Mecca Verdell says she’s at least 30 percent psychic and intended to be an actor instead of a poet. Writing and performing as “Meccamorphosis”, Verdell, who represented Baltimore proudly last year, winning second place in the international Individual World Poetry Slam, is one of the Baltimore poetry scene’s most resounding, resonant voices.
“This is the first place I’ve been homesick about and also the first place when someone says something about I’m gonna say something back,” Verdell said.
We’re sitting at XS in Mount Vernon—it’s a place that means a lot to her. She has done a great deal of writing on its third floor. The last time I’d seen her was just after she’d performed for a standing-room-only Baltimore Queens of Poetry event hosted at The Arena Players, the oldest, historically Black community theater in the city. The youngest in the line-up, Verdell performed with other poets in the Baltimore scene, including the renowned Gayle Danley and Verdell’s mentor, Lady Brion.
Verdell grew up in Atlantic City, New Jersey and moved to Baltimore in 2013, where she attended Western High School. She’d been active in theatre in New Jersey—performing in school events and with organizations —and wanted to continue here, but Western didn’t have a theater club. A school friend recommended she join the poetry club. It’s there she met poet Brion “Lady Brion” Gill, who was a teaching artist at the school and ultimately became Verdell’s mentor.
“She’s so smart and intelligent,” Verdell said when Brion came up in conversation, her voicing rising, her smile widening. “She’s everything I wish I would’ve stayed in college for.”
After graduating high school, Verdell attended the Community College of Baltimore County in a program that would allow her to transfer credits to Morgan State University. She didn’t finish the program and fully committed to her art instead.
Moving to Baltimore connected Verdell to Blackness and pride and poetry in a way she had never experienced before. Just two years after moving to the city, Verdell competed with the Baltimore team in Brave New Voices, a global poetry slam competition, helping the city take first place in 2016, and deepening her commitment to poetry. Her performance energizes without entering into the caricature of the “slam poet”—a cliché, predictable approach Verdell is mindful to avoid. Her passion is instead, like that of a trained actor, rather than a spewing tea kettle of words. Each poem becomes its own world and onstage, Verdell radiate self-assurance and confidence even when her work gets reflective.

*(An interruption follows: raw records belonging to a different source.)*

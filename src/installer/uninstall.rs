//! Removing JDKs installed by jv.

use crate::config::{Config, InstalledJdk};
use crate::constants::MACOS_BUNDLE_HOME;
use crate::core::JvError;
use std::io;
use std::path::{Path, PathBuf};
use tracing::{info, warn};

/// Delete the install recorded at `path` and drop it from `config`.
///
/// A directory that is already gone is not an error; the record is removed
/// either way. The configuration is saved only after the files are deleted.
pub fn uninstall(config: &mut Config, path: &Path) -> Result<InstalledJdk, JvError> {
    let record = config
        .installed_by_path(path)
        .cloned()
        .ok_or_else(|| JvError::NotFound {
            what: format!("Installed JDK at '{}'", path.display()),
        })?;

    let root = install_root(&record.path);
    match std::fs::remove_dir_all(&root) {
        Ok(()) => info!("Removed {}", root.display()),
        Err(e) if e.kind() == io::ErrorKind::NotFound => {
            warn!("{} was already removed", root.display());
        }
        Err(e) => return Err(JvError::io("remove", root, e)),
    }

    config.remove_installed(&record.path);
    config.remove_custom_path(&record.path);
    config.save()?;
    Ok(record)
}

/// The promoted directory: the bundle root for a macOS layout, else the home.
fn install_root(home: &Path) -> PathBuf {
    if home.ends_with(MACOS_BUNDLE_HOME) {
        if let Some(root) = home.parent().and_then(Path::parent) {
            return root.to_path_buf();
        }
    }
    home.to_path_buf()
}
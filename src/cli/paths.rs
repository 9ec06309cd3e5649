use super::CliConfig;
use super::common::{CommandContext, print_success};
use crate::core::JvError;
use crate::discovery::version_of;
use crate::utils::platform::locate_java_home;
use anyhow::Result;
use clap::Args;
use colored::Colorize;
use std::path::PathBuf;

#[derive(Args, Debug)]
pub struct AddCommand {
    /// JDK root directory.
    pub path: PathBuf,
}

impl AddCommand {
    pub fn execute(self, cli: &CliConfig) -> Result<()> {
        let mut ctx = CommandContext::load(cli)?;
        let home = locate_java_home(&self.path).ok_or_else(|| JvError::InvalidInput {
            message: format!("'{}' does not contain a JDK (no bin/java)", self.path.display()),
        })?;

        if !ctx.config.add_custom_path(&home) {
            println!("{} is already registered", home.display());
            return Ok(());
        }
        ctx.config.save()?;
        print_success(&format!("Added Java {} at {}", version_of(&home), home.display()));
        Ok(())
    }
}

#[derive(Args, Debug)]
pub struct RemoveCommand {
    /// A directory registered with `jv add`.
    pub path: PathBuf,
}

impl RemoveCommand {
    pub fn execute(self, cli: &CliConfig) -> Result<()> {
        let mut ctx = CommandContext::load(cli)?;
        if !ctx.config.remove_custom_path(&self.path) {
            return Err(JvError::NotFound {
                what: format!("Registered path '{}'", self.path.display()),
            }
            .into());
        }
        ctx.config.save()?;
        print_success(&format!("Removed {}", self.path.display()));
        Ok(())
    }
}

#[derive(Args, Debug)]
pub struct AddPathCommand {
    /// Directory whose subdirectories are JDK roots.
    pub dir: PathBuf,
}

impl AddPathCommand {
    pub fn execute(self, cli: &CliConfig) -> Result<()> {
        if !self.dir.is_dir() {
            return Err(JvError::InvalidInput {
                message: format!("'{}' is not a directory", self.dir.display()),
            }
            .into());
        }
        let mut ctx = CommandContext::load(cli)?;
        if !ctx.config.add_search_path(&self.dir) {
            println!("{} is already a search directory", self.dir.display());
            return Ok(());
        }
        ctx.config.save()?;
        print_success(&format!("Searching {} for JDKs", self.dir.display()));
        Ok(())
    }
}

#[derive(Args, Debug)]
pub struct RemovePathCommand {
    pub dir: PathBuf,
}

impl RemovePathCommand {
    pub fn execute(self, cli: &CliConfig) -> Result<()> {
        let mut ctx = CommandContext::load(cli)?;
        if !ctx.config.remove_search_path(&self.dir) {
            return Err(JvError::NotFound {
                what: format!("Search directory '{}'", self.dir.display()),
            }
            .into());
        }
        ctx.config.save()?;
        print_success(&format!("No longer searching {}", self.dir.display()));
        Ok(())
    }
}

#[derive(Args, Debug)]
pub struct PathsCommand {}

impl PathsCommand {
    pub fn execute(self, cli: &CliConfig) -> Result<()> {
        let ctx = CommandContext::load(cli)?;
        println!("{} {}", "Configuration:".bold(), ctx.config_path().display());

        println!("{}", "Registered JDKs:".bold());
        if ctx.config.custom_paths.is_empty() {
            println!("  (none)");
        }
        for path in &ctx.config.custom_paths {
            let missing = if path.is_dir() { "" } else { " (missing)" };
            println!("  {}{}", path.display(), missing.red());
        }

        println!("{}", "Search directories:".bold());
        if ctx.config.search_paths.is_empty() {
            println!("  (none)");
        }
        for dir in &ctx.config.search_paths {
            println!("  {}", dir.display());
        }
        Ok(())
    }
}
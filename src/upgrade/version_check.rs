//! Deciding whether an update is available.

use super::config::UpdateConfig;
use super::release::{ReleaseInfo, ReleaseSource};
use crate::core::{JvError, UpdatePhase};
use crate::distributor::Platform;
use chrono::{DateTime, Utc};
use semver::Version;
use std::sync::Arc;
use tracing::{debug, info};

/// Parse a release tag such as `v1.2.3` or `1.3.0-rc.1` as a semantic version.
#[must_use]
pub fn parse_release_version(text: &str) -> Option<Version> {
    Version::parse(text.trim().trim_start_matches(['v', 'V'])).ok()
}

/// Whether `candidate` is strictly newer than `current` in semver order, so
/// `1.3.0` is newer than `1.3.0-rc.1`. Unparsable versions are never newer.
#[must_use]
pub fn is_newer(candidate: &str, current: &str) -> bool {
    match (parse_release_version(candidate), parse_release_version(current)) {
        (Some(candidate), Some(current)) => candidate > current,
        _ => false,
    }
}

/// Result of an update check.
#[derive(Debug, Clone, PartialEq, Eq)]
pub enum UpdateCheck {
    /// Updates are disabled in the configuration; nothing was fetched.
    Disabled,
    UpToDate { latest: String },
    /// Newer, but the user asked to skip this version.
    Skipped(ReleaseInfo),
    Available(ReleaseInfo),
}

impl UpdateCheck {
    /// The release to offer, if any.
    #[must_use]
    pub fn available(&self) -> Option<&ReleaseInfo> {
        match self {
            Self::Available(release) => Some(release),
            _ => None,
        }
    }
}

/// Compares the running version with the latest published release.
#[derive(Clone)]
pub struct VersionChecker {
    current_version: String,
    source: Arc<dyn ReleaseSource>,
    platform: Platform,
}

impl VersionChecker {
    pub fn new(current_version: impl Into<String>, source: Arc<dyn ReleaseSource>) -> Self {
        Self {
            current_version: current_version.into(),
            source,
            platform: Platform::current(),
        }
    }

    #[must_use]
    pub const fn with_platform(mut self, platform: Platform) -> Self {
        self.platform = platform;
        self
    }

    #[must_use]
    pub fn current_version(&self) -> &str {
        &self.current_version
    }

    /// Fetch the latest release without consulting the configuration.
    pub async fn latest(&self) -> Result<ReleaseInfo, JvError> {
        self.source
            .latest(&self.platform)
            .await
            .map_err(|e| e.in_update_phase(UpdatePhase::Check))
    }

    /// Check for an update and record the time of the check in `config`.
    pub async fn check(
        &self,
        config: &mut UpdateConfig,
        now: DateTime<Utc>,
    ) -> Result<UpdateCheck, JvError> {
        if !config.enabled {
            debug!("Update checks are disabled");
            return Ok(UpdateCheck::Disabled);
        }

        debug!("Checking for updates (current {})", self.current_version);
        let latest = self.latest().await?;
        config.last_check = Some(now);

        if !is_newer(&latest.version, &self.current_version) {
            debug!("Already on the latest version ({})", latest.version);
            return Ok(UpdateCheck::UpToDate {
                latest: latest.version,
            });
        }
        let skipped = config
            .skipped_version()
            .map(|v| v.trim_start_matches(['v', 'V']));
        if skipped == Some(latest.version.as_str()) {
            debug!("Version {} is skipped", latest.version);
            return Ok(UpdateCheck::Skipped(latest));
        }

        info!(
            "Update available: {} -> {}",
            self.current_version, latest.version
        );
        Ok(UpdateCheck::Available(latest))
    }
}

#[cfg(test)]
mod tests {
    use super::*;

    #[test]
    fn test_parse_release_versions() {
        assert_eq!(
            parse_release_version("v1.2.3"),
            parse_release_version("1.2.3")
        );
        assert_eq!(
            parse_release_version("V1.3.0-rc.1").map(|v| v.pre.to_string()),
            Some("rc.1".to_string())
        );
        assert!(parse_release_version("dev").is_none());
        assert!(parse_release_version("").is_none());
        assert!(parse_release_version("1.x.0").is_none());
    }

    #[test]
    fn test_semver_comparison() {
        assert!(is_newer("0.10.0", "0.9.9"));
        assert!(is_newer("v1.0.0", "0.99.0"));
        assert!(!is_newer("1.0.0", "1.0.0"));
        assert!(!is_newer("v1.0.0", "1.0.0+build.7"));
        assert!(!is_newer("0.9.0", "0.10.0"));
        assert!(!is_newer("1.0.0", "dev"));
    }

    #[test]
    fn test_prerelease_ordering() {
        assert!(is_newer("1.3.0", "1.3.0-rc.1"));
        assert!(is_newer("1.3.0-rc.2", "1.3.0-rc.1"));
        assert!(is_newer("1.3.0-rc.1", "1.2.9"));
        assert!(!is_newer("1.3.0-rc.1", "1.3.0"));
    }
}
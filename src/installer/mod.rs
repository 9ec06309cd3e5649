//! JDK package installation.
//!
//! [`PackageInstaller::install`] runs one package through a fixed sequence of
//! phases:
//!
//! 1. **download** - resolve [`DownloadInfo`] from the distributor and stream the
//!    archive into a staging directory
//! 2. **verify** - compare the archive digest with the published checksum
//! 3. **extract** - unpack into the staging directory, rejecting unsafe entries
//! 4. **validate** - require a Java launcher inside the extracted root
//! 5. **promote** - move the root onto its final path, replacing any previous
//!    install of the same version
//!
//! Every failure is wrapped in [`JvError::Install`] naming the phase it
//! happened in. The staging directory is a [`tempfile::TempDir`] created inside
//! the install base, so it disappears on every exit path including a timeout,
//! and promotion is a rename on the same volume.
//!
//! Nothing is persisted until promotion succeeds. Recording the result in the
//! inventory is a separate step, [`PackageInstaller::install_and_record`], whose
//! failure is reported as the **record** phase while the installed files stay.
//!
//! # Example
//!
//! ```rust,no_run
//! use jv_cli::config::{Config, InstallScope};
//! use jv_cli::distributor::{DistributorRegistry, Platform};
//! use jv_cli::download::{Downloader, http_client};
//! use jv_cli::installer::{InstallLayout, InstallRequest, PackageInstaller};
//!
//! # async fn example() -> Result<(), jv_cli::core::JvError> {
//! let client = http_client()?;
//! let registry = DistributorRegistry::with_defaults(client.clone());
//! let installer = PackageInstaller::new(Downloader::new(client), InstallLayout::from_environment()?);
//!
//! let mut config = Config::load(None)?;
//! let request = InstallRequest::new(registry.get(None)?, "21", InstallScope::User, Platform::current());
//! let outcome = installer.install_and_record(&request, &mut config).await?;
//! println!("installed to {}", outcome.record.path.display());
//! # Ok(())
//! # }
//! ```

mod layout;
mod promote;
mod uninstall;


pub use layout::InstallLayout;
pub use promote::{promote, promote_with};
pub use uninstall::uninstall;

use crate::archive::{self, PrefixMatcher, RootMatcher};
use crate::config::{Config, InstallScope, InstalledJdk};
use crate::constants::{BIN_DIR, INSTALL_TIMEOUT, STAGING_PREFIX};
use crate::core::{InstallPhase, JvError};
use crate::distributor::{Distributor, DownloadInfo, Platform};
use crate::download::{Downloader, ProgressCallback};
use crate::utils::fs::ensure_dir;
use crate::utils::platform::{java_executable_name, locate_java_home};
use crate::verification::ChecksumVerifier;
use chrono::Utc;
use std::path::{Path, PathBuf};
use std::sync::Arc;
use std::time::Duration;
use tracing::{debug, info};

/// Notified when the installer enters a phase.
pub type PhaseCallback = Arc<dyn Fn(InstallPhase) + Send + Sync>;

/// What to install and where.
pub struct InstallRequest<'a> {
    pub distributor: &'a dyn Distributor,
    pub version: &'a str,
    pub scope: InstallScope,
    pub platform: Platform,
}

impl<'a> InstallRequest<'a> {
    pub fn new(
        distributor: &'a dyn Distributor,
        version: &'a str,
        scope: InstallScope,
        platform: Platform,
    ) -> Self {
        Self {
            distributor,
            version,
            scope,
            platform,
        }
    }
}

/// Result of a completed install.
#[derive(Debug, Clone, PartialEq, Eq)]
pub struct InstallOutcome {
    /// The inventory record describing the new install.
    pub record: InstalledJdk,
    /// Whether a previous install at the same path was replaced.
    pub replaced_existing: bool,
    /// Full release name reported by the distributor, if any.
    pub release_name: Option<String>,
}

pub struct PackageInstaller {
    downloader: Downloader,
    layout: InstallLayout,
    matcher: Arc<dyn RootMatcher>,
    elevated: bool,
    timeout: Duration,
    progress: Option<ProgressCallback>,
    on_phase: Option<PhaseCallback>,
}

impl PackageInstaller {
    /// An installer using the default root matcher and install deadline. The
    /// elevation flag is taken from the running process.
    #[must_use]
    pub fn new(downloader: Downloader, layout: InstallLayout) -> Self {
        Self {
            downloader,
            layout,
            matcher: Arc::new(PrefixMatcher::default()),
            elevated: crate::utils::platform::is_elevated(),
            timeout: INSTALL_TIMEOUT,
            progress: None,
            on_phase: None,
        }
    }

    #[must_use]
    pub fn with_root_matcher(mut self, matcher: impl RootMatcher + 'static) -> Self {
        self.matcher = Arc::new(matcher);
        self
    }

    /// Override the elevation check.
    #[must_use]
    pub const fn elevated(mut self, elevated: bool) -> Self {
        self.elevated = elevated;
        self
    }

    #[must_use]
    pub const fn timeout(mut self, timeout: Duration) -> Self {
        self.timeout = timeout;
        self
    }

    /// Report download progress to `callback`.
    #[must_use]
    pub fn on_progress(mut self, callback: ProgressCallback) -> Self {
        self.progress = Some(callback);
        self
    }

    #[must_use]
    pub fn on_phase(mut self, callback: PhaseCallback) -> Self {
        self.on_phase = Some(callback);
        self
    }

    #[must_use]
    pub fn layout(&self) -> &InstallLayout {
        &self.layout
    }

    /// Install one package, bounded by the install deadline.
    pub async fn install(&self, request: &InstallRequest<'_>) -> Result<InstallOutcome, JvError> {
        match tokio::time::timeout(self.timeout, self.run(request)).await {
            Ok(result) => result,
            Err(_) => Err(JvError::Timeout {
                operation: format!("Installing Java {}", request.version.trim()),
                limit: self.timeout,
            }),
        }
    }

    /// [`Self::install`], then add the record to `config` and save it.
    ///
    /// User-scope installs are also registered as custom paths.
    pub async fn install_and_record(
        &self,
        request: &InstallRequest<'_>,
        config: &mut Config,
    ) -> Result<InstallOutcome, JvError> {
        let outcome = self.install(request).await?;

        self.enter(InstallPhase::Record);
        config.add_installed(outcome.record.clone());
        if outcome.record.scope == InstallScope::User {
            config.add_custom_path(&outcome.record.path);
        }
        config
            .save()
            .map_err(|e| e.in_install_phase(InstallPhase::Record))?;

        info!(
            "Recorded Java {} at {}",
            outcome.record.version,
            outcome.record.path.display()
        );
        Ok(outcome)
    }

    fn enter(&self, phase: InstallPhase) {
        debug!("Install phase: {phase}");
        if let Some(callback) = &self.on_phase {
            callback(phase);
        }
    }

    async fn run(&self, request: &InstallRequest<'_>) -> Result<InstallOutcome, JvError> {
        let version = request.version.trim();
        if version.is_empty() {
            return Err(JvError::InvalidInput {
                message: "no version given".to_string(),
            });
        }
        if request.scope == InstallScope::System && !self.elevated {
            return Err(JvError::PrivilegeRequired {
                operation: format!("install Java {version} for all users"),
            });
        }

        let distributor_name = request.distributor.name();
        let target = self
            .layout
            .final_path(request.scope, distributor_name, version);
        info!(
            "Installing {distributor_name} Java {version} ({}) into {}",
            request.scope,
            target.display()
        );

        self.enter(InstallPhase::Download);
        let package = request
            .distributor
            .download_info(version, &request.platform)
            .await
            .map_err(|e| e.in_install_phase(InstallPhase::Download))?;

        let base = self.layout.base_dir(request.scope, distributor_name);
        let staging = create_staging(&base).map_err(|e| e.in_install_phase(InstallPhase::Download))?;
        let archive_path = staging.path().join(package.file_name());
        self.download(&package, &archive_path)
            .await
            .map_err(|e| e.in_install_phase(InstallPhase::Download))?;

        self.enter(InstallPhase::Verify);
        ChecksumVerifier::verify_async(
            archive_path.clone(),
            package.checksum().to_string(),
            package.algorithm(),
        )
        .await
        .map_err(|e| e.in_install_phase(InstallPhase::Verify))?;

        self.enter(InstallPhase::Extract);
        let extract_dir = staging.path().join("extract");
        let payload = self
            .extract(archive_path, extract_dir)
            .await
            .map_err(|e| e.in_install_phase(InstallPhase::Extract))?;

        self.enter(InstallPhase::Validate);
        let java_home = locate_java_home(&payload).ok_or_else(|| {
            JvError::InvalidPackageStructure {
                reason: format!(
                    "{}/{} not found in the extracted package",
                    BIN_DIR,
                    java_executable_name()
                ),
            }
            .in_install_phase(InstallPhase::Validate)
        })?;
        let home_suffix = java_home
            .strip_prefix(&payload)
            .map(Path::to_path_buf)
            .unwrap_or_default();

        self.enter(InstallPhase::Promote);
        let promote_target = target.clone();
        let replaced_existing =
            tokio::task::spawn_blocking(move || promote(&payload, &promote_target))
                .await
                .map_err(|e| JvError::InvalidInput {
                    message: format!("promotion task failed: {e}"),
                })
                .and_then(|result| result)
                .map_err(|e| e.in_install_phase(InstallPhase::Promote))?;
        drop(staging);

        let home = if home_suffix.as_os_str().is_empty() {
            target
        } else {
            target.join(home_suffix)
        };
        info!("Java {version} is ready at {}", home.display());

        Ok(InstallOutcome {
            record: InstalledJdk {
                version: version.to_string(),
                path: home,
                distributor: distributor_name.to_string(),
                installed_at: Utc::now(),
                scope: request.scope,
            },
            replaced_existing,
            release_name: package.release_name().map(str::to_string),
        })
    }

    async fn download(&self, package: &DownloadInfo, dest: &Path) -> Result<(), JvError> {
        let bytes = self
            .downloader
            .download(
                package.url(),
                dest,
                package.expected_size(),
                self.progress.as_ref(),
            )
            .await?;
        debug!("Downloaded {bytes} bytes to {}", dest.display());
        Ok(())
    }

    async fn extract(&self, archive_path: PathBuf, dest: PathBuf) -> Result<PathBuf, JvError> {
        let matcher = Arc::clone(&self.matcher);
        tokio::task::spawn_blocking(move || {
            let extraction = archive::extract(&archive_path, &dest, matcher.as_ref())?;
            Ok(extraction.payload(&dest))
        })
        .await
        .map_err(|e| JvError::InvalidInput {
            message: format!("extraction task failed: {e}"),
        })?
    }
}

fn create_staging(base: &Path) -> Result<tempfile::TempDir, JvError> {
    ensure_dir(base)?;
    tempfile::Builder::new()
        .prefix(STAGING_PREFIX)
        .tempdir_in(base)
        .map_err(|e| JvError::io("create staging directory in", base, e))
}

And when her poetry isn’t deeply personal, it addresses Blackness in its broad complexity. Her poem “Duck You Autocorrect” is an astute, pun-filled piece that critiques the autocorrect function and intertwines notions of erasure and censorship: “Ain’t it to be Black, to look back at a sentence and see something wrong/ something not add up/ poster say 10 days and now you got 10 years in an auto-correctional facility.”
Black womanhood features heavily in her poetry, with many poems inspired by Black women’s struggles and upheavals, including her own.
“A lot of Black women have been…writing about all the shit people ignore about us and I want to write about it too,” Verdell said. “I have no choice but to write from a Black woman’s perspective.”
In a video of Verdell performing her poem “Penny Dreadfuls” at the Texas Grand Slam, she captures the audience with her voice and her eyes as they dart from left to right pulling everybody watching in closer. And she ends the poem by asking “where is the change?”—a pointed play on words illustrating how Black girls are sometimes treated as though they are as worthless as pennies, and at the same time demanding that conditions improve.
At the premiere of her video for “Penny Dreadfuls” at the now closed Annex Theatre in late 2017, the audience seemed inspired by its DIY ethic and tableau—Black women posed in white gowns in the Peale Center—but Verdell admitted she’s no longer a fan of the video, dismissing it, two years after she conceptualized it, as basic—and cliched.
“I hate it. I feel like it’s the standard Black girl video. All we’re missing is some flower crowns,” she said. “I appreciate the step for what it was. I appreciate it because that’s where I made my first mistakes and mistakes I’ll never make again.”
Verdell is always thinking of different ways to improve and incorporate all the pieces of herself into her work. She brings up Beyonce’s work ethic, and slam poetry’s place in the literary community and stresses the amount of detail, and scrutiny she puts into her projects. She has released a chapbook “Things To Unlearn,” was the Youth Poet Ambassador of Baltimore in 2017, completed an east-coast poetry tour from Boston to Virginia alongside friends Katana Carson and Wifty Bangura, and is currently working on a poetry opera.
“I never want to give anyone anything that’s lackluster. I always go back into my poems to see what can I change,” she said. “I just want people to see me for what I am capable of.”
On Saturday, Nov. 16 at 1 p.m., Mecca Verdell performs as part of Poetry Salon: Black Women in Their Splendor at the Reginald Lewis Museum. Other poets include Lady Brion and Hannah V. Sawyer.